I'm sure this is a very old topic. but its new to me.

i'f always thought its best to leave your plow down when you stop for a few minutes or more, to save wear on your ram and valve seals.

but i was thinking today, that adds more wear to your motor and pump.

which one is the way to go?


----------



## G.Landscape (Oct 20, 2011)

Drop it.....this isn't just about the plow, it taking the load off your truck too.
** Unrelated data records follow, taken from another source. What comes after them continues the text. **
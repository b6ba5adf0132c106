// Copyright © 2025 lituus-io <spicyzhug@gmail.com>
// All Rights Reserved.
// Licensed under PolyForm Noncommercial 1.0.0

//! Sentence pairs

use std::fmt;

/// Two sentences to be compared.
///
/// Neither side is privileged: every metric scores both orders.
#[derive(Debug, Clone, PartialEq, Eq, Hash, Default)]
pub struct SentencePair {
    /// First sentence
    pub a: String,
    /// Second sentence
    pub b: String,
}

impl SentencePair {
    /// Create a new pair
    pub fn new(a: impl Into<String>, b: impl Into<String>) -> Self {
        Self {
            a: a.into(),
            b: b.into(),
        }
    }

    /// The same pair with the sides exchanged.
    pub fn swapped(&self) -> Self {
        Self {
            a: self.b.clone(),
            b: self.a.clone(),
        }
    }
}

impl<A: Into<String>, B: Into<String>> From<(A, B)> for SentencePair {
    fn from((a, b): (A, B)) -> Self {
        Self::new(a, b)
    }
}

impl fmt::Display for SentencePair {
    fn fmt(&self, f: &mut fmt::Formatter<'_>) -> fmt::Result {
        write!(f, "{:?} <-> {:?}", self.a, self.b)
    }
}
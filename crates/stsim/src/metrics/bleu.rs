// Copyright © 2025 lituus-io <spicyzhug@gmail.com>
// All Rights Reserved.
// Licensed under PolyForm Noncommercial 1.0.0

//! Sentence-level BLEU.

use smallvec::SmallVec;

use super::settle;
use crate::error::{Error, Result};
use crate::ngram::{clipped_overlap, ngram_counts, total};
use crate::pair::SentencePair;
use crate::tokenize::Normalized;

/// How zero n-gram precisions are handled.
#[derive(Debug, Clone, Copy, PartialEq, Default)]
pub enum Smoothing {
    /// A zero precision becomes the smallest positive normal `f64`, so the
    /// score collapses towards zero instead of being undefined.
    #[default]
    Floor,
    /// A zero numerator is replaced by `epsilon`.
    Epsilon(f64),
    /// Add one to numerator and denominator of every order above unigrams.
    AddOne,
}

impl Smoothing {
    /// Smoothed precision for order `n` (1-based).
    fn precision(&self, n: usize, numerator: usize, denominator: usize) -> f64 {
        match *self {
            Self::Floor if numerator == 0 => f64::MIN_POSITIVE,
            Self::Epsilon(eps) if numerator == 0 => eps / denominator as f64,
            Self::AddOne if n > 1 => (numerator + 1) as f64 / (denominator + 1) as f64,
            _ => numerator as f64 / denominator as f64,
        }
    }
}

/// BLEU parameters.
#[derive(Debug, Clone, PartialEq)]
pub struct BleuConfig {
    /// Highest n-gram order, weighted uniformly (default 4)
    pub max_order: usize,
    /// Zero-precision policy
    pub smoothing: Smoothing,
}

impl Default for BleuConfig {
    fn default() -> Self {
        Self {
            max_order: 4,
            smoothing: Smoothing::Floor,
        }
    }
}

impl BleuConfig {
    /// Set the highest n-gram order.
    pub fn max_order(mut self, max_order: usize) -> Self {
        self.max_order = max_order;
        self
    }

    /// Set the smoothing policy.
    pub fn smoothing(mut self, smoothing: Smoothing) -> Self {
        self.smoothing = smoothing;
        self
    }
}

/// Penalty for hypotheses shorter than the reference.
fn brevity_penalty(reference_len: usize, hypothesis_len: usize) -> f64 {
    if hypothesis_len > reference_len {
        1.0
    } else if hypothesis_len == 0 {
        0.0
    } else {
        (1.0 - reference_len as f64 / hypothesis_len as f64).exp()
    }
}

/// BLEU of `hypothesis` against a single `reference`.
///
/// Returns `0.0` when no unigram matches. Fails only for `max_order == 0`.
pub fn sentence_bleu(
    reference: &[String],
    hypothesis: &[String],
    config: &BleuConfig,
) -> Result<f64> {
    if config.max_order == 0 {
        return Err(Error::zero_division("bleu", "no n-gram orders to weight"));
    }

    // (clipped matches, max(1, hypothesis n-grams)) per order
    let precisions: SmallVec<[(usize, usize); 4]> = (1..=config.max_order)
        .map(|n| {
            let hyp = ngram_counts(hypothesis, n);
            let refs = ngram_counts(reference, n);
            let matched: usize = clipped_overlap(&hyp, &refs).iter().map(|(_, c)| c).sum();
            (matched, total(&hyp).max(1))
        })
        .collect();

    if precisions[0].0 == 0 {
        return Ok(0.0);
    }

    let weight = 1.0 / config.max_order as f64;
    let log_sum: f64 = precisions
        .iter()
        .enumerate()
        .map(|(i, &(num, den))| weight * config.smoothing.precision(i + 1, num, den).ln())
        .sum();

    Ok(brevity_penalty(reference.len(), hypothesis.len()) * log_sum.exp())
}

/// BLEU(a as reference, b as hypothesis) + BLEU(b as reference, a as hypothesis).
pub fn symmetrical_bleu(pair: &SentencePair) -> f64 {
    symmetrical_bleu_with(pair, &BleuConfig::default())
}

/// [`symmetrical_bleu`] with explicit parameters.
pub fn symmetrical_bleu_with(pair: &SentencePair, config: &BleuConfig) -> f64 {
    let a = Normalized::new(&pair.a);
    let b = Normalized::new(&pair.b);

    let forward = settle("bleu a->b", sentence_bleu(&a.tokens, &b.tokens, config));
    let backward = settle("bleu b->a", sentence_bleu(&b.tokens, &a.tokens, config));
    forward + backward
}

#[cfg(test)]
mod tests {
    use super::*;

    fn words(text: &str) -> Vec<String> {
        text.split_whitespace().map(str::to_string).collect()
    }

    #[test]
    fn test_identical_is_one() {
        let s = words("the quick brown fox jumps over the dog");
        let score = sentence_bleu(&s, &s, &BleuConfig::default()).unwrap();
        assert!((score - 1.0).abs() < 1e-12);
    }

    #[test]
    fn test_no_unigram_match_is_zero() {
        let score =
            sentence_bleu(&words("a b c d"), &words("w x y z"), &BleuConfig::default()).unwrap();
        assert_eq!(score, 0.0);
    }

    #[test]
    fn test_empty_hypothesis_is_zero() {
        let score = sentence_bleu(&words("a b c d"), &[], &BleuConfig::default()).unwrap();
        assert_eq!(score, 0.0);
        let score = sentence_bleu(&[], &words("a b c d"), &BleuConfig::default()).unwrap();
        assert_eq!(score, 0.0);
    }

    #[test]
    fn test_floor_smoothing_collapses_missing_orders() {
        // Only 3 tokens: the 4-gram precision is floored.
        let s = words("the cat sat");
        let score = sentence_bleu(&s, &s, &BleuConfig::default()).unwrap();
        assert!(score > 0.0);
        assert!(score < 1e-50);
    }

    #[test]
    fn test_epsilon_and_add_one_smoothing_lift_short_sentences() {
        let s = words("the cat sat");
        let eps = BleuConfig::default().smoothing(Smoothing::Epsilon(0.1));
        let add_one = BleuConfig::default().smoothing(Smoothing::AddOne);
        let eps_score = sentence_bleu(&s, &s, &eps).unwrap();
        let add_one_score = sentence_bleu(&s, &s, &add_one).unwrap();
        assert!(eps_score > 0.1 && eps_score < 1.0);
        assert!(add_one_score > 0.5 && add_one_score <= 1.0);
    }

    #[test]
    fn test_brevity_penalty() {
        assert_eq!(brevity_penalty(5, 6), 1.0);
        assert_eq!(brevity_penalty(5, 0), 0.0);
        assert!((brevity_penalty(5, 5) - 1.0).abs() < 1e-12);
        assert!(brevity_penalty(10, 5) < 1.0);
    }

    #[test]
    fn test_clipping() {
        // Hypothesis repeats "the"; only two occurrences are credited.
        let reference = words("the cat is on the mat");
        let hypothesis = words("the the the the the the");
        let config = BleuConfig::default().max_order(1);
        let score = sentence_bleu(&reference, &hypothesis, &config).unwrap();
        assert!((score - 2.0 / 6.0).abs() < 1e-12);
    }

    #[test]
    fn test_zero_orders_is_error() {
        let s = words("a b");
        assert!(sentence_bleu(&s, &s, &BleuConfig::default().max_order(0)).is_err());
    }

    #[test]
    fn test_symmetrical_bleu_range_and_symmetry() {
        let pair = SentencePair::new(
            "A woman is slicing an onion on the table.",
            "A woman slices an onion.",
        );
        let score = symmetrical_bleu(&pair);
        assert!(score > 0.0 && score <= 2.0);
        assert_eq!(score, symmetrical_bleu(&pair.swapped()));
    }

    #[test]
    fn test_symmetrical_bleu_identical_is_two() {
        let pair = SentencePair::new(
            "Two dogs are playing in the snow.",
            "Two dogs are playing in the snow.",
        );
        assert!((symmetrical_bleu(&pair) - 2.0).abs() < 1e-12);
    }
}
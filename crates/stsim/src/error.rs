// Copyright © 2025 lituus-io <spicyzhug@gmail.com>
// All Rights Reserved.
// Licensed under PolyForm Noncommercial 1.0.0

//! Error types for stsim

use thiserror::Error;

/// Result type alias for metric computations
pub type Result<T> = core::result::Result<T, Error>;

/// Errors raised by one-directional metric computations.
///
/// The symmetrical metrics never surface these: a failing direction is
/// logged and contributes `0.0` to the pair score.
#[derive(Error, Debug, Clone, PartialEq, Eq)]
pub enum Error {
    /// A normalizing quantity was zero (empty sentence, hypothesis shorter
    /// than the n-gram order, ...).
    #[error("division by zero in {metric}: {reason}")]
    ZeroDivision {
        /// Metric that hit the degenerate input
        metric: &'static str,
        /// What was zero
        reason: &'static str,
    },
}

impl Error {
    /// Create a zero-division error
    pub fn zero_division(metric: &'static str, reason: &'static str) -> Self {
        Self::ZeroDivision { metric, reason }
    }

    /// Get the error category for logging.
    pub fn category(&self) -> &'static str {
        match self {
            Self::ZeroDivision { .. } => "zero_division",
        }
    }
}
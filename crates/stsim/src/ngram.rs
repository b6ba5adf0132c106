// Copyright © 2025 lituus-io <spicyzhug@gmail.com>
// All Rights Reserved.
// Licensed under PolyForm Noncommercial 1.0.0

//! Zero-copy n-gram counting over token slices.

use std::collections::BTreeMap;

/// An n-gram borrowed from its token sequence.
pub type Ngram<'a> = &'a [String];

/// Multiset of n-grams. Ordered so that floating-point sums over it are
/// reproducible.
pub type NgramCounts<'a> = BTreeMap<Ngram<'a>, usize>;

/// Count all n-grams of order `n` in `tokens`.
///
/// Returns an empty map when the sequence is shorter than `n` or `n == 0`.
pub fn ngram_counts(tokens: &[String], n: usize) -> NgramCounts<'_> {
    let mut counts = BTreeMap::new();
    if n == 0 || tokens.len() < n {
        return counts;
    }
    for gram in tokens.windows(n) {
        *counts.entry(gram).or_insert(0) += 1;
    }
    counts
}

/// Count n-grams of every order in `1..=max_order` into one map.
pub fn ngram_counts_upto(tokens: &[String], max_order: usize) -> NgramCounts<'_> {
    let mut counts = BTreeMap::new();
    for n in 1..=max_order {
        for (gram, count) in ngram_counts(tokens, n) {
            *counts.entry(gram).or_insert(0) += count;
        }
    }
    counts
}

/// Size of the multiset intersection, clipping each hypothesis count by the
/// reference count.
pub fn clipped_overlap<'a>(
    hypothesis: &NgramCounts<'a>,
    reference: &NgramCounts<'_>,
) -> Vec<(Ngram<'a>, usize)> {
    hypothesis
        .iter()
        .filter_map(|(gram, &count)| {
            let clipped = count.min(reference.get(*gram).copied().unwrap_or(0));
            (clipped > 0).then_some((*gram, clipped))
        })
        .collect()
}

/// Total number of n-grams in a multiset.
#[inline]
pub fn total(counts: &NgramCounts<'_>) -> usize {
    counts.values().sum()
}
// Copyright © 2025 lituus-io <spicyzhug@gmail.com>
// All Rights Reserved.
// Licensed under PolyForm Noncommercial 1.0.0

//! Evaluation configuration.

use stsim::{BleuConfig, MetricConfig};

/// Configuration for an evaluation run.
#[derive(Debug, Clone, Default, PartialEq)]
pub struct EvalConfig {
    /// Score pairs on a Rayon pool of this many threads (None = sequential).
    pub threads: Option<usize>,
    /// Metric tunables.
    pub metrics: MetricConfig,
}

impl EvalConfig {
    /// Sequential evaluation with default metric settings.
    pub fn sequential() -> Self {
        Self::default()
    }

    /// Score pairs in parallel on `threads` threads.
    pub fn threads(mut self, threads: usize) -> Self {
        self.threads = Some(threads);
        self
    }

    /// Set BLEU parameters.
    pub fn bleu(mut self, bleu: BleuConfig) -> Self {
        self.metrics.bleu = bleu;
        self
    }

    /// Set the NIST maximum n-gram order.
    pub fn nist_order(mut self, order: usize) -> Self {
        self.metrics.nist_order = Some(order);
        self
    }

    /// Whether pairs are scored on a thread pool.
    pub fn is_parallel(&self) -> bool {
        self.threads.is_some()
    }
}
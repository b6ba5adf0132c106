// Copyright © 2025 lituus-io <spicyzhug@gmail.com>
// All Rights Reserved.
// Licensed under PolyForm Noncommercial 1.0.0

//! Console formatting of evaluation results.

use std::fmt::{self, Write};

use crate::evaluator::{EvaluationResult, MetricReport};

/// Format a coefficient to three decimals; undefined values print as `nan`.
pub fn format_coefficient(value: f64) -> String {
    if value.is_nan() {
        "nan".to_string()
    } else {
        format!("{value:.3}")
    }
}

/// Per-pair scores of one metric, one `index<TAB>score` line per pair.
pub fn score_listing(report: &MetricReport) -> String {
    let mut out = format!(
        "# {} ({}) scores, {} pairs\n",
        report.kind.name(),
        report.kind.description(),
        report.scores.len()
    );
    for (idx, score) in report.scores.iter().enumerate() {
        // writing to a String cannot fail
        let _ = writeln!(out, "{idx}\t{score}");
    }
    out
}

impl fmt::Display for MetricReport {
    fn fmt(&self, f: &mut fmt::Formatter<'_>) -> fmt::Result {
        write!(
            f,
            "{} Pearson correlation: {}",
            self.kind.name(),
            format_coefficient(self.correlation)
        )
    }
}

impl fmt::Display for EvaluationResult {
    fn fmt(&self, f: &mut fmt::Formatter<'_>) -> fmt::Result {
        match &self.source {
            Some(source) => writeln!(f, "Semantic textual similarity for {source}")?,
            None => writeln!(f, "Semantic textual similarity")?,
        }
        writeln!(f)?;
        for report in &self.reports {
            writeln!(f, "{report}")?;
        }
        Ok(())
    }
}
// Copyright © 2025 lituus-io <spicyzhug@gmail.com>
// All Rights Reserved.
// Licensed under PolyForm Noncommercial 1.0.0

//! Evaluator for running metrics on datasets

use anyhow::Context;
use stsim::{MetricKind, SentencePair};

use crate::config::EvalConfig;
use crate::correlation::pearson;
use crate::dataset::Dataset;
use crate::parallel::ParallelEvaluator;

/// Scores and correlation of one metric over a dataset
#[derive(Debug, Clone)]
pub struct MetricReport {
    /// Which metric
    pub kind: MetricKind,

    /// One score per pair, in dataset order
    pub scores: Vec<f64>,

    /// Pearson r against the gold labels (NaN if either side is constant)
    pub correlation: f64,
}

impl MetricReport {
    /// Whether the correlation is defined
    pub fn is_defined(&self) -> bool {
        !self.correlation.is_nan()
    }
}

/// Evaluation results for all metrics
#[derive(Debug, Clone)]
pub struct EvaluationResult {
    /// Where the dataset came from, if known
    pub source: Option<String>,

    /// Number of pairs evaluated
    pub pairs: usize,

    /// One report per metric, in [`MetricKind::ALL`] order
    pub reports: Vec<MetricReport>,
}

impl EvaluationResult {
    /// Look up one metric's report
    pub fn get(&self, kind: MetricKind) -> Option<&MetricReport> {
        self.reports.iter().find(|r| r.kind == kind)
    }
}

/// Evaluator for running metrics
#[derive(Debug, Clone, Default)]
pub struct Evaluator {
    config: EvalConfig,
}

impl Evaluator {
    /// Create a new evaluator
    pub fn new(config: EvalConfig) -> Self {
        Self { config }
    }

    /// The active configuration
    pub fn config(&self) -> &EvalConfig {
        &self.config
    }

    /// Apply `scorer` to every pair, preserving order.
    pub fn score_pairs<F>(&self, scorer: F, dataset: &Dataset) -> anyhow::Result<Vec<f64>>
    where
        F: Fn(&SentencePair) -> f64 + Sync,
    {
        match self.config.threads {
            Some(threads) => ParallelEvaluator::new()
                .with_threads(threads)
                .score_pairs(scorer, dataset.pairs()),
            None => Ok(dataset.pairs().iter().map(scorer).collect()),
        }
    }

    /// Score a dataset with one metric and correlate with the labels
    pub fn evaluate(&self, kind: MetricKind, dataset: &Dataset) -> anyhow::Result<MetricReport> {
        let _span = tracing::info_span!(
            "evaluate",
            metric = kind.name(),
            parallel = self.config.is_parallel()
        )
        .entered();

        let metrics = &self.config.metrics;
        let scores = self.score_pairs(|pair| kind.score(pair, metrics), dataset)?;
        debug_assert_eq!(scores.len(), dataset.len());

        let correlation = pearson(&scores, dataset.labels())
            .with_context(|| format!("correlating {} scores with labels", kind.name()))?;

        if correlation.is_nan() {
            tracing::warn!(metric = kind.name(), "correlation undefined: constant scores or labels");
        } else {
            tracing::info!(metric = kind.name(), correlation, "metric evaluated");
        }

        Ok(MetricReport {
            kind,
            scores,
            correlation,
        })
    }

    /// Evaluate every metric, in report order
    pub fn evaluate_all(&self, dataset: &Dataset) -> anyhow::Result<EvaluationResult> {
        let reports = MetricKind::ALL
            .iter()
            .map(|kind| self.evaluate(*kind, dataset))
            .collect::<anyhow::Result<Vec<_>>>()?;

        Ok(EvaluationResult {
            source: dataset.source().map(str::to_string),
            pairs: dataset.len(),
            reports,
        })
    }
}
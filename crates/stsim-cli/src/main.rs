// Copyright © 2025 lituus-io <spicyzhug@gmail.com>
// All Rights Reserved.
// Licensed under PolyForm Noncommercial 1.0.0

//! stsim CLI tool
//!
//! Correlates string-similarity metrics with the gold labels of an STS
//! benchmark file:
//!
//! ```text
//! stsim --sts-data stsbenchmark/sts-dev.csv
//! ```

use std::path::PathBuf;

use anyhow::Context;
use clap::{ArgAction, Parser};
use stsim_eval::{load_sts, score_listing, EvalConfig, Evaluator};
use tracing_subscriber::EnvFilter;

#[derive(Parser, Debug)]
#[command(name = "stsim")]
#[command(about = "Pearson correlation of string-similarity metrics with STS labels", long_about = None)]
struct Cli {
    /// Tab-separated STS data in benchmark format
    #[arg(
        long = "sts-data",
        visible_alias = "sts_data",
        default_value = "stsbenchmark/sts-train.csv"
    )]
    sts_data: PathBuf,

    /// Score pairs on this many threads (sequential when omitted)
    #[arg(short, long)]
    threads: Option<usize>,

    /// Print every metric's per-pair scores before the summary
    #[arg(long)]
    show_scores: bool,

    /// Log verbosity on stderr (-v info, -vv debug, -vvv trace)
    #[arg(short, long, action = ArgAction::Count)]
    verbose: u8,
}

fn init_logging(verbose: u8) {
    let level = match verbose {
        0 => "warn",
        1 => "info",
        2 => "debug",
        _ => "trace",
    };
    tracing_subscriber::fmt()
        .with_env_filter(EnvFilter::new(format!(
            "stsim={level},stsim_eval={level},stsim_cli={level}"
        )))
        .with_writer(std::io::stderr)
        .init();
}

fn main() -> anyhow::Result<()> {
    let cli = Cli::parse();
    init_logging(cli.verbose);

    let dataset = load_sts(&cli.sts_data)
        .with_context(|| format!("loading STS data from {}", cli.sts_data.display()))?;
    println!("Found {} STS pairs", dataset.len());

    let config = match cli.threads {
        Some(threads) => EvalConfig::default().threads(threads),
        None => EvalConfig::sequential(),
    };
    let result = Evaluator::new(config).evaluate_all(&dataset)?;
    tracing::info!(
        pairs = result.pairs,
        metrics = result.reports.len(),
        "evaluation finished"
    );

    if cli.show_scores {
        for report in &result.reports {
            println!("{}", score_listing(report));
        }
    }
    print!("{result}");

    Ok(())
}

#[cfg(test)]
mod tests {
    use super::*;
    use clap::CommandFactory;

    #[test]
    fn test_cli_definition() {
        Cli::command().debug_assert();
    }

    #[test]
    fn test_defaults() {
        let cli = Cli::parse_from(["stsim"]);
        assert_eq!(cli.sts_data, PathBuf::from("stsbenchmark/sts-train.csv"));
        assert_eq!(cli.threads, None);
        assert!(!cli.show_scores);
        assert_eq!(cli.verbose, 0);
    }

    #[test]
    fn test_flags() {
        let cli = Cli::parse_from([
            "stsim",
            "--sts-data",
            "sts-dev.csv",
            "--threads",
            "4",
            "--show-scores",
            "-vv",
        ]);
        assert_eq!(cli.sts_data, PathBuf::from("sts-dev.csv"));
        assert_eq!(cli.threads, Some(4));
        assert!(cli.show_scores);
        assert_eq!(cli.verbose, 2);
    }

    #[test]
    fn test_underscore_alias() {
        let cli = Cli::parse_from(["stsim", "--sts_data", "other.csv"]);
        assert_eq!(cli.sts_data, PathBuf::from("other.csv"));
    }
}
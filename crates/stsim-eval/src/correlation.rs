// Copyright © 2025 lituus-io <spicyzhug@gmail.com>
// All Rights Reserved.
// Licensed under PolyForm Noncommercial 1.0.0

//! Pearson correlation between metric scores and gold labels.

use thiserror::Error;

/// Inputs for which no coefficient can be computed at all.
///
/// Zero variance is *not* an error: the coefficient is then NaN, which is
/// reported as-is so that a degenerate metric stays visible.
#[derive(Error, Debug, Clone, PartialEq, Eq)]
pub enum CorrelationError {
    /// The two sequences differ in length
    #[error("length mismatch: {scores} scores vs {labels} labels")]
    LengthMismatch {
        /// Number of metric scores
        scores: usize,
        /// Number of gold labels
        labels: usize,
    },

    /// Fewer than two observations
    #[error("at least 2 observations are required, got {0}")]
    TooFewObservations(usize),
}

fn is_constant(values: &[f64]) -> bool {
    values.iter().all(|v| *v == values[0])
}

/// Pearson product-moment correlation coefficient of `x` and `y`.
///
/// Returns NaN when either input is constant; otherwise the result is
/// clamped to `[-1, 1]` to absorb rounding.
pub fn pearson(x: &[f64], y: &[f64]) -> Result<f64, CorrelationError> {
    if x.len() != y.len() {
        return Err(CorrelationError::LengthMismatch {
            scores: x.len(),
            labels: y.len(),
        });
    }
    let n = x.len();
    if n < 2 {
        return Err(CorrelationError::TooFewObservations(n));
    }
    if is_constant(x) || is_constant(y) {
        return Ok(f64::NAN);
    }

    let mean_x = x.iter().sum::<f64>() / n as f64;
    let mean_y = y.iter().sum::<f64>() / n as f64;

    let (mut cov, mut var_x, mut var_y) = (0.0, 0.0, 0.0);
    for (xi, yi) in x.iter().zip(y) {
        let dx = xi - mean_x;
        let dy = yi - mean_y;
        cov += dx * dy;
        var_x += dx * dx;
        var_y += dy * dy;
    }

    let denominator = var_x.sqrt() * var_y.sqrt();
    if denominator == 0.0 {
        return Ok(f64::NAN);
    }
    Ok((cov / denominator).clamp(-1.0, 1.0))
}

#[cfg(test)]
mod tests {
    use super::*;

    #[test]
    fn test_perfect_positive() {
        let r = pearson(&[1.0, 2.0, 3.0, 4.0], &[2.0, 4.0, 6.0, 8.0]).unwrap();
        assert!((r - 1.0).abs() < 1e-12);
    }

    #[test]
    fn test_perfect_negative() {
        let r = pearson(&[1.0, 2.0, 3.0], &[3.0, 2.0, 1.0]).unwrap();
        assert!((r + 1.0).abs() < 1e-12);
    }

    #[test]
    fn test_known_value() {
        // r = 0.8 for this textbook example
        let x = [1.0, 2.0, 3.0, 4.0, 5.0];
        let y = [2.0, 1.0, 4.0, 3.0, 5.0];
        let r = pearson(&x, &y).unwrap();
        assert!((r - 0.8).abs() < 1e-12);
    }

    #[test]
    fn test_constant_input_is_nan() {
        assert!(pearson(&[1.0, 1.0, 1.0], &[0.0, 2.5, 5.0]).unwrap().is_nan());
        assert!(pearson(&[0.0, 2.5, 5.0], &[0.1, 0.1, 0.1]).unwrap().is_nan());
    }

    #[test]
    fn test_errors() {
        assert_eq!(
            pearson(&[1.0, 2.0], &[1.0]),
            Err(CorrelationError::LengthMismatch { scores: 2, labels: 1 })
        );
        assert_eq!(
            pearson(&[1.0], &[1.0]),
            Err(CorrelationError::TooFewObservations(1))
        );
        assert_eq!(pearson(&[], &[]), Err(CorrelationError::TooFewObservations(0)));
    }

    #[test]
    fn test_bounded() {
        let x: Vec<f64> = (0..50).map(|i| (i as f64 * 0.37).sin()).collect();
        let y: Vec<f64> = x.iter().map(|v| v * 3.0 + 1.0).collect();
        let r = pearson(&x, &y).unwrap();
        assert!(r <= 1.0 && r > 0.999_999);
    }
}
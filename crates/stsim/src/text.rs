// Copyright © 2025 lituus-io <spicyzhug@gmail.com>
// All Rights Reserved.
// Licensed under PolyForm Noncommercial 1.0.0

//! Longest contiguous match between two sequences.
//!
//! Edit distance comes from `strsim`; the difflib-style match below has no
//! crate equivalent because of its popular-element rule.

use std::collections::HashMap;

/// Sequences at least this long get the popular-element heuristic in
/// [`find_longest_match`].
pub const AUTOJUNK_MIN_LEN: usize = 200;

/// A matching block: `a[a..a + size] == b[b..b + size]`.
#[derive(Debug, Clone, Copy, PartialEq, Eq, Default)]
pub struct Match {
    /// Start index in the first sequence
    pub a: usize,
    /// Start index in the second sequence
    pub b: usize,
    /// Length of the run
    pub size: usize,
}

/// Find the longest contiguous run shared by `a` and `b`.
///
/// Ties resolve to the match starting earliest in `a`, then earliest in
/// `b`. When `b` has at least [`AUTOJUNK_MIN_LEN`] elements, elements
/// occurring in more than 1% of `b` (plus one) are "popular": they cannot
/// seed a match, though a found match is still extended across them. That
/// heuristic makes the result depend on argument order for long inputs.
pub fn find_longest_match<T>(a: &[T], b: &[T]) -> Match
where
    T: Eq + std::hash::Hash,
{
    let index = element_index(b);

    let mut best = Match::default();
    // j2len[j] = length of the match ending at a[i - 1], b[j]
    let mut j2len: HashMap<usize, usize> = HashMap::new();
    for (i, x) in a.iter().enumerate() {
        let mut next: HashMap<usize, usize> = HashMap::new();
        if let Some(positions) = index.get(x) {
            for &j in positions {
                let k = j
                    .checked_sub(1)
                    .and_then(|prev| j2len.get(&prev))
                    .copied()
                    .unwrap_or(0)
                    + 1;
                next.insert(j, k);
                if k > best.size {
                    best = Match {
                        a: i + 1 - k,
                        b: j + 1 - k,
                        size: k,
                    };
                }
            }
        }
        j2len = next;
    }

    // Extend across elements excluded from the index.
    while best.a > 0 && best.b > 0 && a[best.a - 1] == b[best.b - 1] {
        best.a -= 1;
        best.b -= 1;
        best.size += 1;
    }
    while best.a + best.size < a.len()
        && best.b + best.size < b.len()
        && a[best.a + best.size] == b[best.b + best.size]
    {
        best.size += 1;
    }

    best
}

/// Map each element of `b` to its ascending positions, dropping popular
/// elements of long sequences.
fn element_index<T>(b: &[T]) -> HashMap<&T, Vec<usize>>
where
    T: Eq + std::hash::Hash,
{
    let mut index: HashMap<&T, Vec<usize>> = HashMap::new();
    for (j, x) in b.iter().enumerate() {
        index.entry(x).or_default().push(j);
    }
    if b.len() >= AUTOJUNK_MIN_LEN {
        let threshold = b.len() / 100 + 1;
        index.retain(|_, positions| positions.len() <= threshold);
    }
    index
}
use std::sync::Arc;

use axum::{
    extract::State,
    http::header,
    response::{IntoResponse, Response},
};

use crate::core::error::Result;
use crate::features::sitemap::services::SitemapService;

/// XML sitemap of the storefront
#[utoipa::path(
    get,
    path = "/sitemap.xml",
    responses(
        (status = 200, description = "Sitemap document", content_type = "application/xml", body = String),
        (status = 500, description = "Catalog could not be enumerated")
    ),
    tag = "sitemap"
)]
pub async fn get_sitemap(State(service): State<Arc<SitemapService>>) -> Result<Response> {
    let xml = service.sitemap().await?;
    Ok(([(header::CONTENT_TYPE, "application/xml")], xml.as_str().to_owned()).into_response())
}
Unless by Ram you meant Dodge Ram....then you should just remove it completely....those things can barely hold themselves up


----------



## birddseedd (Jul 12, 2010)

G.Landscape;1524062 said:


> Drop it.....this isn't just about the plow, it taking the load off your truck too.
> 
> Unless by Ram you meant Dodge Ram....then you should just remove it completely....those things can barely hold themselves up


Good point. didnt think about that side of it. question answerd.

thanks


----------



## 2COR517 (Oct 23, 2008)

G.Landscape;1524062 said:


> Drop it.....this isn't just about the plow, it taking the load off your truck too.


If your truck suspension cannot support the plow while parked for a few minutes its in no condition to be driven down the road with the blade in the air


----------



## potskie (Feb 9, 2011)

2COR517;1524078 said:


> If your truck suspension cannot support the plow while parked for a few minutes its in no condition to be driven down the road with the blade in the air


So Don't have a plow on a RAM then?


----------



## plowguy43 (Jan 2, 2008)

Fords and Chevys crack frames holding plows yet guys have the gall to say Rams can't hold a plow, interesting.


----------



## Sawboy (Dec 18, 2005)

I'm a "Ford guy", but like all trucks and realize they all have issues. BUT.....that was a funny ass remark!!!


----------



## Sawboy (Dec 18, 2005)

Fat fingered the enter key......the comment by G Landscape!


----------



## G.Landscape (Oct 20, 2011)

OK....it was a quick Ram jab....forget it. 

My point is all trucks take stress from having an additional 1000+ lbs hanging off the front so why not remove that stress with every opportunity possible.


----------



## jmac5058 (Sep 28, 2009)

My old EZ-Vee said to short hook the chain between jobs and keep wieght off the ram. That didnt last long but there must be something about leaving the ram under load.


----------



## plowguy43 (Jan 2, 2008)

Damn you were supposed to start a brand bashing argument. How else are we to pass the time till it snows?


----------



## G.Landscape (Oct 20, 2011)

Its a safety thing too, rams will generally loose pressure over time causing the plow to fall. Usually a slow process, probably a couple hours on an older plow for it to drop. 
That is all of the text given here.